RECORDS TO PROCESS:
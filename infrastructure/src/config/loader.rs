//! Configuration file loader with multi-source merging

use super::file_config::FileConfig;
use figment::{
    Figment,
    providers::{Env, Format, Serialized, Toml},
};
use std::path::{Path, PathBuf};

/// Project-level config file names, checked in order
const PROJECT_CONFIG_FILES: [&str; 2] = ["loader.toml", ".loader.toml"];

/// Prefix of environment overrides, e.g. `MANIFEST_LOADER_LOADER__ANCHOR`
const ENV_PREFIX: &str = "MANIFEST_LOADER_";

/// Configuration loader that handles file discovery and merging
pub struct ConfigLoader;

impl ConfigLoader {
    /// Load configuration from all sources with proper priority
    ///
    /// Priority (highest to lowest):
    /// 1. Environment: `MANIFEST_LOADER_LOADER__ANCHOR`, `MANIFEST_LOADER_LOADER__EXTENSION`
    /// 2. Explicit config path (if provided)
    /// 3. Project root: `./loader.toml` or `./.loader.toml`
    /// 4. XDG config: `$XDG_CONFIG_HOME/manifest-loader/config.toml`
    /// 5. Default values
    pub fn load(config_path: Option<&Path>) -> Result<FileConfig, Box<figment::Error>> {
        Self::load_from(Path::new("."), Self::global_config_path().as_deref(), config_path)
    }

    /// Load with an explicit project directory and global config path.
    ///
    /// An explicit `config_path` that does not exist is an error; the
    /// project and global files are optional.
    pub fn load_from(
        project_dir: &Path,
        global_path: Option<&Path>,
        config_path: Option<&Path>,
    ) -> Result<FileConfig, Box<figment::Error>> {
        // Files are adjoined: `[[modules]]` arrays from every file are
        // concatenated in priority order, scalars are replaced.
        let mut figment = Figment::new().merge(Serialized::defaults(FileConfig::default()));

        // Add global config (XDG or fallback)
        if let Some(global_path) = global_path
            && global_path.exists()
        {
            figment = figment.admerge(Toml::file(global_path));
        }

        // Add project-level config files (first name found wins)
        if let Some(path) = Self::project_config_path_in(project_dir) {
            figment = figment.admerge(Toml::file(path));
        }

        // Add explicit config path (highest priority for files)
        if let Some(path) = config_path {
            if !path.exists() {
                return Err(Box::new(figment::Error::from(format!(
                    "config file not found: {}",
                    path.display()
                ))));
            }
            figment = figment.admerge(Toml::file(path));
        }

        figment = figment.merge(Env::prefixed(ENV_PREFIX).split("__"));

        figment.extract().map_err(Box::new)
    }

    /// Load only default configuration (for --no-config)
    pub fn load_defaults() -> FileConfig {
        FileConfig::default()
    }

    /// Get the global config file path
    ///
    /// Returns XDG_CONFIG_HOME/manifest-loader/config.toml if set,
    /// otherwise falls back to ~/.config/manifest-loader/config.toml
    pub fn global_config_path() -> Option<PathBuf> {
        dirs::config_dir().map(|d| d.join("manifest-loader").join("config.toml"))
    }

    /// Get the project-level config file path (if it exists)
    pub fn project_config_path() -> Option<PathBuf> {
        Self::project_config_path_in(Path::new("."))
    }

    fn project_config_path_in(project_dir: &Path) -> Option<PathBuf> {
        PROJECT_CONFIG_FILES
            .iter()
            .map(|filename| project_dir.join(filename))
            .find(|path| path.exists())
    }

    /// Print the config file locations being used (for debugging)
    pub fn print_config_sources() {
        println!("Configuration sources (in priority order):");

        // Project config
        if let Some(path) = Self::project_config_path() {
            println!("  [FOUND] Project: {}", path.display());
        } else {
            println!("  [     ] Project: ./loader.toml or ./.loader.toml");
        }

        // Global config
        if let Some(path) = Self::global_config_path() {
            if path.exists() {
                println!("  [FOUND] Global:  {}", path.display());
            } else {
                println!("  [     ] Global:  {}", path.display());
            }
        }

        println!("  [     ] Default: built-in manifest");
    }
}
...
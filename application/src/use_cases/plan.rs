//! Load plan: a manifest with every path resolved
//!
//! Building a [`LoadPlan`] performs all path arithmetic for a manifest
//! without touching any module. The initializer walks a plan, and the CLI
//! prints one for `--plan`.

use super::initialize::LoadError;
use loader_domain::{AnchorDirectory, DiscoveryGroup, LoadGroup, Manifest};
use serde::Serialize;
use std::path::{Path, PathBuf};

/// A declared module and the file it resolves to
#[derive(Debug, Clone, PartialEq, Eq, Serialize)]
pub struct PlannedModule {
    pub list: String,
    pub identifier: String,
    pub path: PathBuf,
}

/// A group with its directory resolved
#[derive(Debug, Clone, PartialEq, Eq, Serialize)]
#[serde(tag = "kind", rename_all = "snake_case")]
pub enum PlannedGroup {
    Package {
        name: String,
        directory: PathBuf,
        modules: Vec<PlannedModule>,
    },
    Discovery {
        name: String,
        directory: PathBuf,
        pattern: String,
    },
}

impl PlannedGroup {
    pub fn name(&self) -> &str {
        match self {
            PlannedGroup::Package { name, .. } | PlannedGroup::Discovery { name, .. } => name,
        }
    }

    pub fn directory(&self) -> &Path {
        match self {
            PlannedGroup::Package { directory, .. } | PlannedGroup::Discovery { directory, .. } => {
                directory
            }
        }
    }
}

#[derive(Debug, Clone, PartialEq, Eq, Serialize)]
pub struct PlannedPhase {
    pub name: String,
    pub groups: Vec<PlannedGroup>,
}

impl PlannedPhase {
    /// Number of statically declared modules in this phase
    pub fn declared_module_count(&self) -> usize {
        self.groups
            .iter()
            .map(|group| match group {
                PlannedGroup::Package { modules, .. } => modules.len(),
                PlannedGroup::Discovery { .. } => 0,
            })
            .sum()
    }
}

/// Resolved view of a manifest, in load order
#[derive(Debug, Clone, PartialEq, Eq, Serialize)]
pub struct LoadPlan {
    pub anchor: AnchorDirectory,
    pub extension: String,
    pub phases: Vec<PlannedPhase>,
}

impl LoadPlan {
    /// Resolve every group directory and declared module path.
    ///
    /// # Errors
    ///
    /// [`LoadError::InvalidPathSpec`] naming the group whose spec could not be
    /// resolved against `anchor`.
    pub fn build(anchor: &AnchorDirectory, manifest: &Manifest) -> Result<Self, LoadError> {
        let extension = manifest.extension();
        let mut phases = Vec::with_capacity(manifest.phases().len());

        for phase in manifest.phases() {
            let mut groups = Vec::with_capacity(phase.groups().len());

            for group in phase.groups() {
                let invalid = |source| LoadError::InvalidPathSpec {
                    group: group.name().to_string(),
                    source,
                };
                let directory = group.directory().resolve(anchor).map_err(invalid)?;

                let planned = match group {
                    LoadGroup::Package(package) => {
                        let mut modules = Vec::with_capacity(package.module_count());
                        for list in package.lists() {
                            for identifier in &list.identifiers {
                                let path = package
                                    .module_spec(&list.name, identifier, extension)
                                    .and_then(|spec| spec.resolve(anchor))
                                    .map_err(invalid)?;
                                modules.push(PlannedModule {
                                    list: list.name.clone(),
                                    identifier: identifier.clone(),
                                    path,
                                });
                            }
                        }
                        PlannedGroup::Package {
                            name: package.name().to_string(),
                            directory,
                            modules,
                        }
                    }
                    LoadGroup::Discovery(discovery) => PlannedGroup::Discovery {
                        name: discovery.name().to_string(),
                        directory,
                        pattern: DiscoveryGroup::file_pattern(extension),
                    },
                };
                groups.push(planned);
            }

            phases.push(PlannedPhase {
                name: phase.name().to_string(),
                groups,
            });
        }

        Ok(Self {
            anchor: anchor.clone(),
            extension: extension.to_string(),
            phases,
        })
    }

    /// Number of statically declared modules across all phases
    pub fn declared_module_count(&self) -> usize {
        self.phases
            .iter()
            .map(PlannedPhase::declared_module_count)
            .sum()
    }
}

WHAT IS BEING ASKED:
Every line in the entries above that mentions the word "InvalidPathSpec" must be shown.

RESULT:
    /// [`LoadError::InvalidPathSpec`] naming the group whose spec could not be
                let invalid = |source| LoadError::InvalidPathSpec {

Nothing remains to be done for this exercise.